Estas últimas semanas se ha podido ver en Madrid una magna exposición sobre aquel tiempo galdosiano, en realidad sobre el 1898, exposición que trataba de reconstruir la vida de hace cien años y que el público ha acogido con entusiasmo, como demostraron en las larguísimas colas para visitarla. Había en ella fielmente reproducidos, incluso, como en unos estudios cinematográficos, un café de la época, una tienda de ultramarinos y coloniales, el despacho de un notario, el comedor burgués, la cocina rústica, incluso medio vagón, que salía de una pared donde se simulaba, pintada, la estación de ferrocarril. Había muchas otras vitrinas en las que también se podía admirar de todo: trajes de la época, armas, monedas y billetes, libros, partituras, programas de teatro y zarzuela, cosméticos y medicinas, juguetes… todo un recorrido por aquel año y por aquel final de siglo. Y sin embargo, pese a los más que satisfactorios logros, al final uno se preguntaba con la melancólica cesura villoniana: ¿Dónde está la vida, dónde quedó la vida de aquel tiempo, qué se hicieron las nieves de antaño?

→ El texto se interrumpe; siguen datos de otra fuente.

#[cfg(test)]
mod test {
    use super::*;
    use serde_json::json;

    const POINT_2D: &str = "01010000000000000000004AC00000000000000000";

    #[test]
    fn header_reads_keep_the_cache() {
        let geom = Geometry::from_hex(POINT_2D, None).unwrap();
        assert_eq!(geom.geometry_type(), GeometryType::Point);
        assert_eq!(geom.srid(), None);
        assert!(!geom.dimz());
        assert!(!geom.dimm());
        assert!(geom.cached_wkb().is_some());
    }

    #[test]
    fn structural_reads_drop_the_cache() {
        let mut geom = Geometry::from_hex(POINT_2D, None).unwrap();
        let GeometryValue::Point(p) = geom.value().unwrap() else {
            panic!("expected a Point");
        };
        assert_eq!(p.x(), -52.0);
        assert!(geom.cached_wkb().is_none());
        // re-encoding still works from the model
        assert_eq!(geom.to_hex().unwrap(), POINT_2D.to_lowercase());
    }

    #[test]
    fn text_emission_keeps_the_cache() {
        let geom = Geometry::from_hex(POINT_2D, None).unwrap();
        assert_eq!(geom.to_wkt().unwrap(), "POINT (-52 0)");
        assert!(geom.cached_wkb().is_some());
    }

    #[test]
    fn mutation_drops_the_cache() {
        let mut geom = Geometry::from_hex(POINT_2D, None).unwrap();
        geom.set_srid(Some(4326));
        assert!(geom.cached_wkb().is_none());
        assert_eq!(geom.srid(), Some(4326));
        assert_eq!(
            geom.to_hex().unwrap(),
            "0101000020e61000000000000000004ac00000000000000000"
        );
    }

    #[test]
    fn hex_round_trips_verbatim() {
        // upper-case and big-endian input round-trip byte for byte
        let geom = Geometry::from_hex("00000000014024000000000000C034000000000000", None).unwrap();
        assert_eq!(
            geom.to_hex().unwrap(),
            "00000000014024000000000000c034000000000000"
        );
    }

    #[test]
    fn srid_override_wins_without_error() {
        // SELECT 'SRID=4326;POINT(10 -20)'::geometry
        let hex = "0101000020E6100000000000000000244000000000000034C0";
        let geom = Geometry::from_hex(hex, Some(3857)).unwrap();
        assert_eq!(geom.srid(), Some(3857));
        // the stale buffer is not served
        assert!(geom.cached_wkb().is_none());
        assert_eq!(
            geom.to_hex().unwrap(),
            "0101000020110f0000000000000000244000000000000034c0"
        );
        // a matching override keeps the cache
        let geom = Geometry::from_hex(hex, Some(4326)).unwrap();
        assert!(geom.cached_wkb().is_some());
    }

    #[test]
    fn plain_wkb_from_an_srid_cache_reencodes() {
        // SELECT 'SRID=4326;POINT(10 -20)'::geometry
        let geom =
            Geometry::from_hex("0101000020E6100000000000000000244000000000000034C0", None)
                .unwrap();
        assert_eq!(
            hex::encode(geom.to_wkb().unwrap()),
            "0101000000000000000000244000000000000034c0"
        );
        // the EWKB request is still served from the cache
        assert!(geom.cached_wkb().is_some());
    }

    #[test]
    fn facade_dispatch() {
        assert_eq!(
            Geometry::new(POINT_2D, None).unwrap().geometry_type(),
            GeometryType::Point
        );
        assert_eq!(
            Geometry::new("POINT (-52 0)", None).unwrap().geometry_type(),
            GeometryType::Point
        );
        let bytes = hex::decode(POINT_2D).unwrap();
        assert_eq!(
            Geometry::new(bytes.as_slice(), None)
                .unwrap()
                .geometry_type(),
            GeometryType::Point
        );
        let doc = json!({"type": "Point", "coordinates": [1.0, 2.0]});
        assert_eq!(
            Geometry::new(&doc, Some(4326)).unwrap().srid(),
            Some(4326)
        );
        let not_geojson = json!({"kind": "nothing"});
        assert!(matches!(
            Geometry::new(&not_geojson, None),
            Err(PggeomError::Wkb(_))
        ));
        // odd-length hex-looking strings go to the hex decoder and fail there
        assert!(matches!(
            Geometry::new("abc", None),
            Err(PggeomError::Wkb(_))
        ));
    }

    #[test]
    fn equality_across_laziness() {
        let lazy = Geometry::from_hex(POINT_2D, None).unwrap();
        let parsed = Geometry::from_wkt("POINT (-52 0)", None).unwrap();
        assert_eq!(lazy, parsed);
        assert!(lazy.cached_wkb().is_some());

        let other = Geometry::from_wkt("POINT (-52 1)", None).unwrap();
        assert_ne!(lazy, other);
    }

    #[test]
    fn shape_bridge() {
        let doc = json!({"type": "Point", "coordinates": [1.0, 2.0]});
        let mut geom = Geometry::from_shape(&doc, None).unwrap();
        assert_eq!(geom.to_shape().unwrap(), doc);

        struct Opaque;
        impl crate::GeoShape for Opaque {
            fn geo_interface(&self) -> Option<Value> {
                None
            }
        }
        assert!(matches!(
            Geometry::from_shape(&Opaque, None),
            Err(PggeomError::Dependency(_))
        ));
    }

    #[test]
    fn bounds() {
        let mut geom = Geometry::from_wkt(
            "GEOMETRYCOLLECTION (POINT (1 2), LINESTRING (0 -3, 4 1))",
            None,
        )
        .unwrap();
        let bounds = geom.bounds().unwrap();
        assert_eq!(
            (bounds.min_x(), bounds.min_y(), bounds.max_x(), bounds.max_y()),
            (0.0, -3.0, 4.0, 2.0)
        );
    }

    #[test]
    fn set_dim_on_lazy_materializes() {
        // SELECT 'MULTIPOINT(0 0, 1 1)'::geometry
        let hex = "010400000002000000010100000000000000000000000000000000000000010100000000000000\
                   0000f03f000000000000f03f";
        let mut geom = Geometry::from_hex(hex, None).unwrap();
        geom.set_dimz(true).unwrap();
        assert!(geom.cached_wkb().is_none());
        assert_eq!(geom.to_wkt().unwrap(), "MULTIPOINT Z (0 0 0, 1 1 0)");
        assert!(matches!(
            geom.set_dimz(false),
            Err(PggeomError::Dimensionality(_))
        ));
    }
}
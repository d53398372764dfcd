use crate::error::{PggeomError, Result};
use crate::geometry::Geometry;
use crate::model::{
    GeometryCollection, GeometryValue, Head, LineString, MultiLineString, MultiPoint,
    MultiPolygon, Point, Polygon,
};

#[derive(Debug, Clone, PartialEq)]
enum Token {
    Word(String),
    Number(f64),
    LParen,
    RParen,
    Comma,
    Semi,
    Eq,
}

impl Token {
    fn describe(&self) -> String {
        match self {
            Token::Word(w) => format!("`{w}`"),
            Token::Number(n) => format!("number {n}"),
            Token::LParen => "`(`".to_string(),
            Token::RParen => "`)`".to_string(),
            Token::Comma => "`,`".to_string(),
            Token::Semi => "`;`".to_string(),
            Token::Eq => "`=`".to_string(),
        }
    }
}

fn tokenize(input: &str) -> Result<Vec<(Token, usize)>> {
    let mut out = Vec::new();
    let mut it = input.char_indices().peekable();
    while let Some(&(at, c)) = it.peek() {
        match c {
            c if c.is_whitespace() => {
                it.next();
            }
            '(' => {
                out.push((Token::LParen, at));
                it.next();
            }
            ')' => {
                out.push((Token::RParen, at));
                it.next();
            }
            ',' => {
                out.push((Token::Comma, at));
                it.next();
            }
            ';' => {
                out.push((Token::Semi, at));
                it.next();
            }
            '=' => {
                out.push((Token::Eq, at));
                it.next();
            }
            c if c.is_ascii_digit() || matches!(c, '.' | '-' | '+') => {
                let mut text = String::new();
                while let Some(&(_, c)) = it.peek() {
                    if c.is_ascii_digit() || matches!(c, '.' | '-' | '+' | 'e' | 'E') {
                        text.push(c);
                        it.next();
                    } else {
                        break;
                    }
                }
                let n = text.parse::<f64>().map_err(|_| {
                    PggeomError::Wkt(format!("invalid number `{text}` at offset {at}"))
                })?;
                out.push((Token::Number(n), at));
            }
            c if c.is_ascii_alphabetic() => {
                let mut text = String::new();
                while let Some(&(_, c)) = it.peek() {
                    if c.is_ascii_alphanumeric() || c == '_' {
                        text.push(c);
                        it.next();
                    } else {
                        break;
                    }
                }
                out.push((Token::Word(text), at));
            }
            c => {
                return Err(PggeomError::Wkt(format!(
                    "unexpected character `{c}` at offset {at}"
                )));
            }
        }
    }
    Ok(out)
}

/// Parse a WKT or EWKT string into a geometry value.
pub(crate) fn parse(input: &str) -> Result<GeometryValue> {
    let mut parser = WktParser {
        tokens: tokenize(input)?,
        pos: 0,
        end: input.len(),
    };
    let srid = parser.parse_srid_prefix()?;
    let mut value = parser.parse_tagged()?;
    if parser.pos < parser.tokens.len() {
        return Err(PggeomError::Wkt(format!(
            "unexpected trailing {} at offset {}",
            parser.tokens[parser.pos].0.describe(),
            parser.at()
        )));
    }
    value.head_mut().srid = srid;
    Ok(value)
}

struct WktParser {
    tokens: Vec<(Token, usize)>,
    pos: usize,
    end: usize,
}

impl WktParser {
    fn at(&self) -> usize {
        self.tokens.get(self.pos).map_or(self.end, |(_, at)| *at)
    }

    fn peek(&self) -> Option<&Token> {
        self.tokens.get(self.pos).map(|(t, _)| t)
    }

    fn peek_word(&self) -> Option<&str> {
        match self.peek() {
            Some(Token::Word(w)) => Some(w),
            _ => None,
        }
    }

    fn bump(&mut self) {
        self.pos += 1;
    }

    fn expect(&mut self, token: &Token, what: &str) -> Result<()> {
        match self.peek() {
            Some(t) if t == token => {
                self.bump();
                Ok(())
            }
            Some(t) => Err(PggeomError::Wkt(format!(
                "expected {what}, found {} at offset {}",
                t.describe(),
                self.at()
            ))),
            None => Err(PggeomError::Wkt(format!(
                "expected {what}, found end of input at offset {}",
                self.end
            ))),
        }
    }

    fn take_word(&mut self) -> Result<(String, usize)> {
        let at = self.at();
        match self.peek() {
            Some(Token::Word(w)) => {
                let w = w.clone();
                self.bump();
                Ok((w, at))
            }
            Some(t) => Err(PggeomError::Wkt(format!(
                "expected a geometry keyword, found {} at offset {at}",
                t.describe()
            ))),
            None => Err(PggeomError::Wkt(format!(
                "expected a geometry keyword, found end of input at offset {at}"
            ))),
        }
    }

    fn take_number(&mut self) -> Result<f64> {
        let at = self.at();
        match self.peek() {
            Some(Token::Number(n)) => {
                let n = *n;
                self.bump();
                Ok(n)
            }
            Some(t) => Err(PggeomError::Wkt(format!(
                "expected a number, found {} at offset {at}",
                t.describe()
            ))),
            None => Err(PggeomError::Wkt(format!(
                "expected a number, found end of input at offset {at}"
            ))),
        }
    }

    fn eat(&mut self, token: &Token) -> bool {
        if self.peek() == Some(token) {
            self.bump();
            true
        } else {
            false
        }
    }

    fn parse_srid_prefix(&mut self) -> Result<Option<i32>> {
        if !self
            .peek_word()
            .is_some_and(|w| w.eq_ignore_ascii_case("SRID"))
        {
            return Ok(None);
        }
        self.bump();
        self.expect(&Token::Eq, "`=`")?;
        let at = self.at();
        let n = self.take_number()?;
        if n.fract() != 0.0 || n < f64::from(i32::MIN) || n > f64::from(i32::MAX) {
            return Err(PggeomError::Wkt(format!(
                "invalid SRID value at offset {at}"
            )));
        }
        self.expect(&Token::Semi, "`;`")?;
        Ok(Some(n as i32))
    }

    /// One tagged geometry without an SRID prefix. Each call gets a fresh
    /// dimensionality context: the modifier when present, the first
    /// coordinate's arity otherwise.
    fn parse_tagged(&mut self) -> Result<GeometryValue> {
        let (word, at) = self.take_word()?;
        let keyword = word.to_ascii_uppercase();
        let modifier = self.parse_modifier();
        if self
            .peek_word()
            .is_some_and(|w| w.eq_ignore_ascii_case("EMPTY"))
        {
            return Err(PggeomError::Wkt(format!(
                "EMPTY geometries are not supported (offset {})",
                self.at()
            )));
        }
        let mut dims = modifier;
        let value = match keyword.as_str() {
            "POINT" => {
                self.expect(&Token::LParen, "`(`")?;
                let p = self.parse_coord(&mut dims)?;
                self.expect(&Token::RParen, "`)`")?;
                GeometryValue::Point(p)
            }
            "LINESTRING" => {
                let points = self.parse_coord_list(&mut dims)?;
                GeometryValue::LineString(LineString::from_raw(head_of(dims), points))
            }
            "POLYGON" => {
                let rings = self.parse_ring_list(&mut dims)?;
                GeometryValue::Polygon(Polygon::from_raw(head_of(dims), rings))
            }
            "MULTIPOINT" => {
                self.expect(&Token::LParen, "`(`")?;
                let mut points = vec![self.parse_multipoint_member(&mut dims)?];
                while self.eat(&Token::Comma) {
                    points.push(self.parse_multipoint_member(&mut dims)?);
                }
                self.expect(&Token::RParen, "`)`")?;
                GeometryValue::MultiPoint(MultiPoint::from_raw(head_of(dims), points))
            }
            "MULTILINESTRING" => {
                self.expect(&Token::LParen, "`(`")?;
                let mut lines = vec![self.parse_line_member(&mut dims)?];
                while self.eat(&Token::Comma) {
                    lines.push(self.parse_line_member(&mut dims)?);
                }
                self.expect(&Token::RParen, "`)`")?;
                GeometryValue::MultiLineString(MultiLineString::from_raw(head_of(dims), lines))
            }
            "MULTIPOLYGON" => {
                self.expect(&Token::LParen, "`(`")?;
                let mut polygons = vec![self.parse_polygon_member(&mut dims)?];
                while self.eat(&Token::Comma) {
                    polygons.push(self.parse_polygon_member(&mut dims)?);
                }
                self.expect(&Token::RParen, "`)`")?;
                GeometryValue::MultiPolygon(MultiPolygon::from_raw(head_of(dims), polygons))
            }
            "GEOMETRYCOLLECTION" => {
                self.expect(&Token::LParen, "`(`")?;
                let mut members = vec![Geometry::from(self.parse_tagged()?)];
                while self.eat(&Token::Comma) {
                    members.push(Geometry::from(self.parse_tagged()?));
                }
                self.expect(&Token::RParen, "`)`")?;
                let gc = GeometryCollection::new(members, None)?;
                if let Some(dims) = modifier {
                    if (gc.dimz(), gc.dimm()) != dims {
                        return Err(PggeomError::Wkt(format!(
                            "collection modifier does not match its members (offset {at})"
                        )));
                    }
                }
                GeometryValue::GeometryCollection(gc)
            }
            _ => {
                return Err(PggeomError::Wkt(format!(
                    "unknown geometry keyword `{word}` at offset {at}"
                )));
            }
        };
        Ok(value)
    }

    fn parse_modifier(&mut self) -> Option<(bool, bool)> {
        let dims = match self.peek_word()?.to_ascii_uppercase().as_str() {
            "Z" => (true, false),
            "M" => (false, true),
            "ZM" => (true, true),
            _ => return None,
        };
        self.bump();
        Some(dims)
    }

    /// One coordinate: 2 to 4 numbers. The first coordinate of a geometry
    /// without a modifier fixes the arity; three numbers mean X, Y, Z.
    fn parse_coord(&mut self, dims: &mut Option<(bool, bool)>) -> Result<Point> {
        let at = self.at();
        let mut nums = Vec::new();
        while matches!(self.peek(), Some(Token::Number(_))) {
            nums.push(self.take_number()?);
        }
        let (dimz, dimm) = match *dims {
            Some((dimz, dimm)) => {
                let want = 2 + usize::from(dimz) + usize::from(dimm);
                if nums.len() != want {
                    return Err(PggeomError::Wkt(format!(
                        "coordinate at offset {at} has {} values, expected {want}",
                        nums.len()
                    )));
                }
                (dimz, dimm)
            }
            None => {
                let inferred = match nums.len() {
                    2 => (false, false),
                    3 => (true, false),
                    4 => (true, true),
                    n => {
                        return Err(PggeomError::Wkt(format!(
                            "coordinate at offset {at} has {n} values, expected 2 to 4"
                        )));
                    }
                };
                *dims = Some(inferred);
                inferred
            }
        };
        Point::with_dims(&nums, dimz, dimm, None)
    }

    fn parse_coord_list(&mut self, dims: &mut Option<(bool, bool)>) -> Result<Vec<Point>> {
        self.expect(&Token::LParen, "`(`")?;
        let mut points = vec![self.parse_coord(dims)?];
        while self.eat(&Token::Comma) {
            points.push(self.parse_coord(dims)?);
        }
        self.expect(&Token::RParen, "`)`")?;
        Ok(points)
    }

    fn parse_ring_list(&mut self, dims: &mut Option<(bool, bool)>) -> Result<Vec<LineString>> {
        self.expect(&Token::LParen, "`(`")?;
        let mut rings = vec![self.parse_line_member(dims)?];
        while self.eat(&Token::Comma) {
            rings.push(self.parse_line_member(dims)?);
        }
        self.expect(&Token::RParen, "`)`")?;
        Ok(rings)
    }

    fn parse_line_member(&mut self, dims: &mut Option<(bool, bool)>) -> Result<LineString> {
        let points = self.parse_coord_list(dims)?;
        Ok(LineString::from_raw(head_of(*dims), points))
    }

    fn parse_polygon_member(&mut self, dims: &mut Option<(bool, bool)>) -> Result<Polygon> {
        let rings = self.parse_ring_list(dims)?;
        Ok(Polygon::from_raw(head_of(*dims), rings))
    }

    /// A multipoint member is a coordinate with or without its own parens.
    fn parse_multipoint_member(&mut self, dims: &mut Option<(bool, bool)>) -> Result<Point> {
        if self.eat(&Token::LParen) {
            let p = self.parse_coord(dims)?;
            self.expect(&Token::RParen, "`)`")?;
            Ok(p)
        } else {
            self.parse_coord(dims)
        }
    }
}

fn head_of(dims: Option<(bool, bool)>) -> Head {
    let (dimz, dimm) = dims.unwrap_or((false, false));
    Head {
        srid: None,
        dimz,
        dimm,
    }
}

La primera constatación fue, una vez más, dolorosa: la historia la escribe el señor y no el vasallo, y recuerda más no quien tiene más que recordar, sino quien tiene más tiempo para hacerlo, y mientras un noble se pierde en su frondoso árbol genealógico siempre hay alguien que le cava la huerta. Así, el 90 por 100 de las cosas mostradas en esa exposición sólo pudo disfrutarlas un 10 por 100 de Jacintas, en tanto que la vida de Fortunata parece haberse perdido para siempre. Guardamos memoria de los vestidos de Jacinta, en verdad hermosos, pero ¿y los mandiles de Fortunata, y sus modestas esclavinas? ¿y sus casas vacías de muebles, y sus severas camas de hierro, y su miseria, y aquellos doloros harapos y sus trajes de fiesta, no menos dolorosos? ¿Dónde quedó la penumbra de las calles, el frío de las alcobas, el miedo a las fiebres tercianas y a la tisis? ¿Y los jornales de hambre, y las vidas sin esperanza, qué se hizo de su memoria? ¿Y la poesía de sus noches de luna, y el humo de las verbenas, y las centellas? Parece cometido de la historia conservar todo menos la vida, pero el Hombre, que puso nombre a las fieras, creó la rima y quiso que con historia rimara también memoria, la nuestra, la que ahora, contigo, trata de pensar en Fortunata, porque también a mí, y a ti, y a todos nosotros. Fortunatas y Fortunatos de este final de siglo, alguien querrá hacernos desaparecer dentro de otro siglo en otra exposición, para otros alegres y ociosos visitantes, que olvidarán nuestros pequeños gozos y pesares, nuestra vida.